For good measure, he also found fame as a voiceover artist – voicing the sleuth rodent Basil in Disney’s animated mystery movie The Great Mouse Detective opposite the villainous Vincent Price.
Ingham was seen at many of Scotland’s leading theatres – notably the Glasgow Citizens. In 1976, he was in Mikhail Lermontov’s epic Maskerade which brought to the stage a world of fops and gamblers while the music of Rachmaninov played throughout. The play was directed by Robert David MacDonald and also starred Paola Dionisotti . Ingham also visited Glasgow with a touring RSC production of Julius Caesar playing Marcus Brutus.
Ingham came to two Edinburgh Festivals: the first at the beginning of his career, joining the Old Vic Company on a prestigious visit in 1958. He played O’Kelly in Schiller’s Mary Stuart with Irene Worth in the title role. In 1970, he joined a quartet of RSC actors in a delightful early evening recital of Shakespeare. The show was devised by the director Terry Hands and the cast also included Janet Suzman.
Barrie Stanton Ingham attended the Heath Grammar School and did his national service with the Royal Artillery. He had been a keen member of the local amateur dramatic society and decided to continue in the profession, making his debut at the Library Theatre, Manchester, as a 24-year-old.
In 1957, Ingham joined the Old Vic Company in London, where he gained valuable experience as Fortinbras to John Neville’s Hamlet directed by John Dexter. He also appeared in Henry VI Part 3 and Moliere’s Tartuffe.
Ingham’s reputation had become established at the Old Vic and John Gielgud cast him as Claudio in Much Ado About Nothing for the company’s visit to Broadway in 1959. The cast also included Gielgud and Margaret Leighton.
In the 1960s, Ingham consolidated his position, appearing in a variety of prestigious productions, including a new play, Strip the Willow, by Beverley Cross with Maggie Smith; John Arden’s The Happy Haven at the Royal Court; alongside Harry Secombe in the hit musical Pickwick, and with Angela Lansbury in Gypsy.
From 1967, Ingham returned to the RSC where he was involved in some historic productions: most notably in the joyous bucolic romp, Dion Boucicault’s London Assurance. Ingham played an hilarious Dazzle alongside Donald Sinden and Judi Dench in one the RSC’s greatest hits.
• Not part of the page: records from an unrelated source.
#[cfg(test)]
mod tests {
    use super::*;
    use crate::space::Epoch;

    fn action(id: &str, caes: &str, status: ActionStatus) -> ActionDefinition {
        ActionDefinition {
            id: id.to_string(),
            caes: caes.to_string(),
            description: String::new(),
            authority: "A1-NOTIFY".to_string(),
            status,
            escalates_to: None,
        }
    }

    fn space_with(actions: Vec<ActionDefinition>) -> ActionSpace {
        ActionSpace {
            version: "1.0.0".to_string(),
            actions,
            ..ActionSpace::empty()
        }
    }

    fn ctx() -> ValidatorContext {
        ValidatorContext::for_actor("agent-1")
    }

    fn check<'a>(result: &'a ValidationResult, name: &str) -> &'a PolicyCheck {
        result
            .checks
            .iter()
            .find(|c| c.check == name)
            .unwrap_or_else(|| panic!("missing check '{name}'"))
    }

    #[test]
    fn unknown_action_short_circuits() {
        let space = space_with(vec![]);
        let result = validate_action("missing", &space, &ctx());
        assert!(!result.valid);
        assert_eq!(result.checks.len(), 1);
        assert!(!check(&result, "action_exists").ok);
        assert!(result.violations.is_empty());
    }

    #[test]
    fn allowed_action_passes_cleanly() {
        let space = space_with(vec![action("read_logs", "C0-A0-E0-S0", ActionStatus::Allowed)]);
        let result = validate_action("read_logs", &space, &ctx());
        assert!(result.valid);
        assert!(result.violations.is_empty());
        assert!(result.recommendations.is_empty());
    }

    #[test]
    fn forbidden_action_fails_with_high_violation() {
        let space = space_with(vec![action(
            "wipe_disk",
            "C4-A4-E5-S4",
            ActionStatus::Forbidden,
        )]);
        let result = validate_action("wipe_disk", &space, &ctx());
        assert!(!result.valid);
        assert_eq!(result.violations.len(), 1);
        assert_eq!(
            result.violations[0].violation_type,
            ViolationType::ForbiddenAction
        );
        assert_eq!(result.violations[0].severity, ViolationSeverity::High);
    }

    #[test]
    fn forbidden_without_override_also_fails() {
        let space = space_with(vec![action(
            "drop_table",
            "C4-A4-E5-S3",
            ActionStatus::ForbiddenWithoutOverride,
        )]);
        let result = validate_action("drop_table", &space, &ctx());
        assert!(!result.valid);
        assert!(check(&result, "action_status")
            .reason
            .as_deref()
            .unwrap()
            .contains("override"));
    }

    #[test]
    fn restricted_action_passes_with_annotation() {
        let space = space_with(vec![action(
            "deploy_service",
            "C2-A3-E2-S2",
            ActionStatus::Restricted,
        )]);
        let result = validate_action("deploy_service", &space, &ctx());
        assert!(result.valid);
        assert!(check(&result, "action_status")
            .reason
            .as_deref()
            .unwrap()
            .contains("approval required"));
    }

    #[test]
    fn unparsable_caes_closes_bound_checks_only() {
        let mut space = space_with(vec![action("odd", "not-a-caes", ActionStatus::Allowed)]);
        space.mrcc.max_classification = Some("C3".to_string());
        let result = validate_action("odd", &space, &ctx());

        assert!(!result.valid);
        assert!(!check(&result, "caes_parse").ok);
        // Bound checks are skipped, the forbidden-list check still runs.
        assert!(result.checks.iter().all(|c| c.check != "mrcc_classification"));
        assert!(check(&result, "mrcc_forbidden").ok);
    }

    #[test]
    fn classification_excess_emits_mrcc_violation() {
        let mut space = space_with(vec![action("big", "C4-A2-E2-S2", ActionStatus::Allowed)]);
        space.mrcc.max_classification = Some("C3".to_string());
        let result = validate_action("big", &space, &ctx());

        assert!(!result.valid);
        assert_eq!(result.violations.len(), 1);
        assert_eq!(result.violations[0].violation_type, ViolationType::MrccExceeded);
        assert_eq!(result.violations[0].severity, ViolationSeverity::High);
    }

    #[test]
    fn scope_excess_emits_scope_violation() {
        let mut space = space_with(vec![action("wide", "C2-A2-E2-S4", ActionStatus::Allowed)]);
        space.mrcc.max_scope = Some("S2-DOMAIN".to_string());
        let result = validate_action("wide", &space, &ctx());

        assert!(!result.valid);
        assert_eq!(result.violations[0].violation_type, ViolationType::ScopeExceeded);
    }

    #[test]
    fn effect_excess_fails_check_without_violation() {
        let mut space = space_with(vec![action("perm", "C2-A2-E5-S2", ActionStatus::Allowed)]);
        space.mrcc.max_effect = Some("E3".to_string());
        let result = validate_action("perm", &space, &ctx());

        assert!(!result.valid);
        assert!(!check(&result, "mrcc_effect").ok);
        assert!(result.violations.is_empty());
    }

    #[test]
    fn mrcc_forbidden_list_is_critical() {
        let mut space = space_with(vec![action(
            "expand_autonomy",
            "C5-A4-E5-S4",
            ActionStatus::Forbidden,
        )]);
        space.mrcc.forbidden_actions = vec!["expand_autonomy".to_string()];
        let result = validate_action("expand_autonomy", &space, &ctx());

        assert!(!result.valid);
        assert!(result.violations.iter().any(|v| {
            v.violation_type == ViolationType::ForbiddenAction
                && v.severity == ViolationSeverity::Critical
        }));
    }

    #[test]
    fn rate_checks_skip_without_counters() {
        let mut space = space_with(vec![action("chat", "C1-A0-E0-S0", ActionStatus::Allowed)]);
        space.mrcc.rate_limits.insert("C1_per_hour".to_string(), 1);
        let result = validate_action("chat", &space, &ctx());
        assert!(result.checks.iter().all(|c| c.check != "rate_limit"));
        assert!(result.valid);
    }

    #[test]
    fn classification_rate_limit_breach() {
        let mut space = space_with(vec![action("chat", "C1-A0-E0-S0", ActionStatus::Allowed)]);
        space.mrcc.rate_limits.insert("C1_per_hour".to_string(), 10);

        let mut context = ctx();
        context.rate_counts = Some(BTreeMap::from([("C1_per_hour".to_string(), 10)]));
        let result = validate_action("chat", &space, &context);

        assert!(!result.valid);
        assert_eq!(result.violations.len(), 1);
        let violation = &result.violations[0];
        assert_eq!(violation.violation_type, ViolationType::RateLimit);
        assert_eq!(violation.severity, ViolationSeverity::Medium);
        assert_eq!(violation.context.actor, "rate_checker");
    }

    #[test]
    fn total_rate_limit_breach() {
        let mut space = space_with(vec![action("chat", "C1-A0-E0-S0", ActionStatus::Allowed)]);
        space
            .mrcc
            .rate_limits
            .insert("total_per_minute".to_string(), 5);

        let mut context = ctx();
        context.rate_counts = Some(BTreeMap::from([("total_per_minute".to_string(), 6)]));
        let result = validate_action("chat", &space, &context);

        assert!(!result.valid);
        assert!(check(&result, "rate_limit")
            .reason
            .as_deref()
            .unwrap()
            .contains("total_per_minute"));
    }

    #[test]
    fn rate_limit_below_threshold_passes() {
        let mut space = space_with(vec![action("chat", "C1-A0-E0-S0", ActionStatus::Allowed)]);
        space.mrcc.rate_limits.insert("C1_per_hour".to_string(), 10);

        let mut context = ctx();
        context.rate_counts = Some(BTreeMap::from([("C1_per_hour".to_string(), 9)]));
        let result = validate_action("chat", &space, &context);
        assert!(result.valid);
    }

    #[test]
    fn epoch_forbids_autonomy_expansion() {
        let mut space = space_with(vec![action(
            "expand_autonomy",
            "C5-A4-E5-S4",
            ActionStatus::Allowed,
        )]);
        space.current_epoch = Some(Epoch::new(
            "epoch-1",
            [AUTONOMY_LEVEL_CANNOT_INCREASE.to_string()],
        ));
        let result = validate_action("expand_autonomy", &space, &ctx());

        assert!(!result.valid);
        assert!(result.violations.iter().any(|v| {
            v.violation_type == ViolationType::EpochViolation
                && v.severity == ViolationSeverity::Critical
        }));
    }

    #[test]
    fn epoch_keeps_forbidden_actions_forbidden() {
        let mut space = space_with(vec![action(
            "wipe_disk",
            "C4-A4-E5-S4",
            ActionStatus::Forbidden,
        )]);
        space.current_epoch = Some(Epoch::new(
            "epoch-1",
            [FORBIDDEN_STAYS_FORBIDDEN.to_string()],
        ));
        let result = validate_action("wipe_disk", &space, &ctx());

        assert!(!result.valid);
        assert!(result
            .violations
            .iter()
            .any(|v| v.violation_type == ViolationType::EpochViolation));
    }

    #[test]
    fn ncc_discouragement_is_advisory() {
        let mut space = space_with(vec![action("shortcut", "C1-A0-E1-S1", ActionStatus::Allowed)]);
        space.ncc.discouraged_actions = vec!["shortcut".to_string()];
        let result = validate_action("shortcut", &space, &ctx());

        assert!(result.valid);
        assert_eq!(result.recommendations.len(), 1);
        assert!(result.recommendations[0].contains("discouraged"));
    }

    #[test]
    fn batch_validation_is_independent() {
        let space = space_with(vec![
            action("ok", "C0-A0-E0-S0", ActionStatus::Allowed),
            action("bad", "C4-A4-E5-S4", ActionStatus::Forbidden),
        ]);
        let results = validate_actions(&["ok", "bad", "missing"], &space, &ctx());
        assert_eq!(results.len(), 3);
        assert!(results[0].valid);
        assert!(!results[1].valid);
        assert!(!results[2].valid);
    }

    #[test]
    fn allowed_actions_excludes_forbidden_statuses() {
        let mut space = space_with(vec![
            action("ok", "C1-A0-E1-S1", ActionStatus::Allowed),
            action("restricted", "C2-A3-E2-S2", ActionStatus::Restricted),
            action("forbidden", "C1-A0-E1-S1", ActionStatus::Forbidden),
            action("override_only", "C1-A0-E1-S1", ActionStatus::ForbiddenWithoutOverride),
        ]);
        space.mrcc.max_classification = Some("C5".to_string());

        let allowed = allowed_actions(&space);
        let ids: Vec<&str> = allowed.iter().map(|a| a.id.as_str()).collect();
        assert_eq!(ids, vec!["ok", "restricted"]);
    }

    #[test]
    fn allowed_actions_respects_mrcc_maxima() {
        let mut space = space_with(vec![
            action("small", "C1-A0-E1-S1", ActionStatus::Allowed),
            action("large", "C4-A2-E2-S2", ActionStatus::Allowed),
            action("unparsable", "garbage", ActionStatus::Allowed),
        ]);
        space.mrcc.max_classification = Some("C2".to_string());

        let ids: Vec<&str> = allowed_actions(&space).iter().map(|a| a.id.as_str()).collect();
        assert_eq!(ids, vec!["small"]);
    }

    #[test]
    fn forbidden_expand_autonomy_is_critically_invalid() {
        // expand_autonomy, FORBIDDEN and MRCC-forbidden: invalid with a
        // CRITICAL forbidden-action violation.
        let mut space = space_with(vec![action(
            "expand_autonomy",
            "C5-A4-E5-S4",
            ActionStatus::Forbidden,
        )]);
        space.mrcc.forbidden_actions = vec!["expand_autonomy".to_string()];

        let result = validate_action("expand_autonomy", &space, &ctx());
        assert!(!result.valid);
        assert!(result.violations.iter().any(|v| {
            v.violation_type == ViolationType::ForbiddenAction
                && v.severity == ViolationSeverity::Critical
        }));
    }
}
But the classics were not ignored and, again with Sinden and Dench, he was seen in Twelfth Night. As Sir Andrew Aguecheek, Ingham was acclaimed for his subtle portrayal of the foppish character delivered with a wonderfully accurate Morningside accent. Other roles included Brutus in Julius Caesar and Lord Foppington in The Relapse. He was in David Hare’s The Bay of Naples at the National Theatre (with Worth).
At this time he toured his solo show (Love, Love, Love) abroad and was on Broadway in, firstly, a long run of a revival of Camelot and a musical version of Jekyll and Hyde in 1997. Other major appearances in America included Me and My Girl and Lloyd Webber’s Aspects of Love.
His last appearance in London (2005) was in fast-moving comedy Glorious! based on the colourful life of the eccentric diva Florence Foster Jennings. Directed by Alan Strachan, Ingham was a delightfully earthy old roué to Maureen Lipmann’s off-key soprano..
In the 1960s Ingham had been involved in two major television dramas. Firstly in Granada’s The Caesars which did not quite repeat the success of the BBC’s I, Claudius. But ATV’s The Power Game was a resounding success, charting skulduggery in the boardroom. Ingham was in the final, dramatic 13 episodes as an unscrupulous and devious arms dealer. He also made a strong impression in Star Trek: The Next Generation in 1989. There is a marvellous scene where Ingham and Patrick Stewart heartily sing Phil the Fluter.
Ingham settled in Palm Springs where he lectured on Shakespeare. He is survived by his wife, Tarne, whom he married in 1957, and their four daughters.